The view from the dining area of our accommodation was spectacular. It took in the Mara river, with herds of hippo wallowing and giraffe wandering along the banks. It was breathtaking.

We were up early the next day and all eager to begin a full day tour in the Mara. As we drove through the conservancy toward the Mara, Jaros pointed out the wildlife to us, it was a “Masai giraffe to the left, a hyena to the right”. And in the distance, wading in the marsh we spied a large elephant. The morning saw us observe a large herd of elephant, mongoose, lion, buffalo, crocodile, hippo and baboon. So that’s three of the big five, and a whole lot more in a single morning.

Bumps in the Road

But not everything goes smoothly when you’re travelling, and that is definitely true in Africa.
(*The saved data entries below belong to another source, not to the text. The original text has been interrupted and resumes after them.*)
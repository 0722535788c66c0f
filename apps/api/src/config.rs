use std::time::Duration;

use anyhow::{Context, Result};

const DEFAULT_DATABASE_URL: &str = "sqlite://job_copilot.db";
const DEFAULT_OPENAI_BASE_URL: &str = "https://api.openai.com/v1";
const DEFAULT_OPENAI_MODEL: &str = "gpt-4o-mini";
const DEFAULT_LLM_TIMEOUT_SECS: u64 = 30;

/// Application configuration loaded from environment variables.
/// Everything has a default except the OpenAI key, whose absence switches the
/// analysis endpoints into heuristic-only mode.
#[derive(Debug, Clone)]
pub struct Config {
    pub database_url: String,
    pub openai_api_key: Option<String>,
    pub openai_base_url: String,
    pub openai_model: String,
    pub llm_timeout: Duration,
    /// Empty means permissive CORS.
    pub allowed_origins: Vec<String>,
    pub port: u16,
    pub rust_log: String,
}

impl Config {
    pub fn from_env() -> Result<Self> {
        dotenvy::dotenv().ok(); // load .env if present; ignore if missing

        let llm_timeout_secs = match optional_env("OPENAI_TIMEOUT_SECS") {
            Some(raw) => raw
                .parse::<u64>()
                .context("OPENAI_TIMEOUT_SECS must be a whole number of seconds")?,
            None => DEFAULT_LLM_TIMEOUT_SECS,
        };

        Ok(Config {
            database_url: optional_env("DATABASE_URL")
                .unwrap_or_else(|| DEFAULT_DATABASE_URL.to_string()),
            openai_api_key: optional_env("OPENAI_API_KEY"),
            openai_base_url: optional_env("OPENAI_BASE_URL")
                .unwrap_or_else(|| DEFAULT_OPENAI_BASE_URL.to_string())
                .trim_end_matches('/')
                .to_string(),
            openai_model: optional_env("OPENAI_MODEL")
                .unwrap_or_else(|| DEFAULT_OPENAI_MODEL.to_string()),
            llm_timeout: Duration::from_secs(llm_timeout_secs),
            allowed_origins: optional_env("ALLOWED_ORIGINS")
                .map(|raw| parse_origins(&raw))
                .unwrap_or_default(),
            port: optional_env("PORT")
                .unwrap_or_else(|| "8000".to_string())
                .parse::<u16>()
                .context("PORT must be a valid port number")?,
            rust_log: std::env::var("RUST_LOG").unwrap_or_else(|_| "info".to_string()),
        })
    }

    /// True when an API credential is present and the LLM path should be tried.
    pub fn llm_enabled(&self) -> bool {
        self.openai_api_key.is_some()
    }
}

/// Reads an env var, treating unset and whitespace-only values alike.
fn optional_env(key: &str) -> Option<String> {
    std::env::var(key)
        .ok()
        .map(|v| v.trim().to_string())
        .filter(|v| !v.is_empty())
}

fn parse_origins(raw: &str) -> Vec<String> {
    raw.split(',')
        .map(str::trim)
        .filter(|o| !o.is_empty())
        .map(String::from)
        .collect()
}

#[cfg(test)]
impl Config {
    /// Heuristic-only config backed by an in-memory database.
    pub fn for_tests() -> Self {
        Config {
            database_url: "sqlite::memory:".to_string(),
            openai_api_key: None,
            openai_base_url: DEFAULT_OPENAI_BASE_URL.to_string(),
            openai_model: DEFAULT_OPENAI_MODEL.to_string(),
            llm_timeout: Duration::from_secs(DEFAULT_LLM_TIMEOUT_SECS),
            allowed_origins: Vec::new(),
            port: 0,
            rust_log: "debug".to_string(),
        }
    }
}

#[cfg(test)]
mod tests {
    use super::*;

    #[test]
    fn test_parse_origins_trims_and_drops_empty() {
        let origins = parse_origins(" http://localhost:3000 , ,https://app.example.com");
        assert_eq!(
            origins,
            vec!["http://localhost:3000", "https://app.example.com"]
        );
    }

    #[test]
    fn test_llm_enabled_follows_api_key() {
        let mut config = Config::for_tests();
        assert!(!config.llm_enabled());
        config.openai_api_key = Some("sk-test".to_string());
        assert!(config.llm_enabled());
    }
}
Our wildlife viewing took a turn for the worse when our exit path was blocked by another vehicle while waiting for a possible wildebeest crossing of the Mara River.
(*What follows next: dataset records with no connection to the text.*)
pub mod health;

use axum::{
    routing::{get, post},
    Router,
};

use crate::analysis::handlers as analysis;
use crate::applications::handlers as applications;
use crate::state::AppState;

pub fn build_router(state: AppState) -> Router {
    Router::new()
        .route("/health", get(health::health_handler))
        // Analysis API
        .route("/api/analyze_jd", post(analysis::handle_analyze_jd))
        .route(
            "/api/generate_content",
            post(analysis::handle_generate_content),
        )
        // Application tracking
        .route(
            "/api/applications",
            get(applications::handle_list_applications)
                .post(applications::handle_create_application),
        )
        .route(
            "/api/applications/:id",
            get(applications::handle_get_application)
                .patch(applications::handle_update_application),
        )
        .with_state(state)
}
We took plan B but as we navigated our way around the other van we landed ‘leaf spring deep’ in a warthog hole. Let me tell you, the middle of a game reserve in the middle of Kenya is not the place you want to get bogged. After trying two high-lift jacks, to no avail, we had to be snatchstrapped out. Only to land the whole axle in the warthog hole. More snatch-strapping and we were out again - just. It had been a big morning!

Leopard’s Lunch

After a quick lunch we returned to the Mara River to see if we could see a wildebeest crossing, this is after all, one of the highlights of a trip to the Masai Mara and the only place you can witness this natural occurrence. However, while driving back to our ‘spot’ on the Mara River, we had spied a fresh zebra carcass up a tree - a sure sign there must be a leopard nearby. When the wildebeest still refused to cross the Mara River, our group decided to head back to the tree we had seen dinner in and wait. By this time the tree had about 15 cars around it, all watching and waiting, so we took a spot, crossed our fingers and waited patiently. It actually wasn’t long until the leopard appeared, walked up to the base of the tree, posed and climbed up to the carcass.

Family Affair

I was blown away. Leopards, while not rare, are really good at not being seen. So this was just amazing. But there was still more to come. Another leopard. It turns out, the first leopard was a cub (almost full grown), the second was the mother.

I’ve been to the Masai Mara before and spent time in other wildlife reserves throughout Africa, but it was an amazing experience to see these two leopards greet each other. The cub disappeared back up the tree, while mum did a quick last minute scout of the area, then followed her baby. You couldn’t wipe the smile of my face. Yep, gotta love the Masai Mara. Adrian Duncan is a Melbourne based photographer and tour host. He travelled to Kenya with Two’s a Crowd and RAW Africa Ecotours.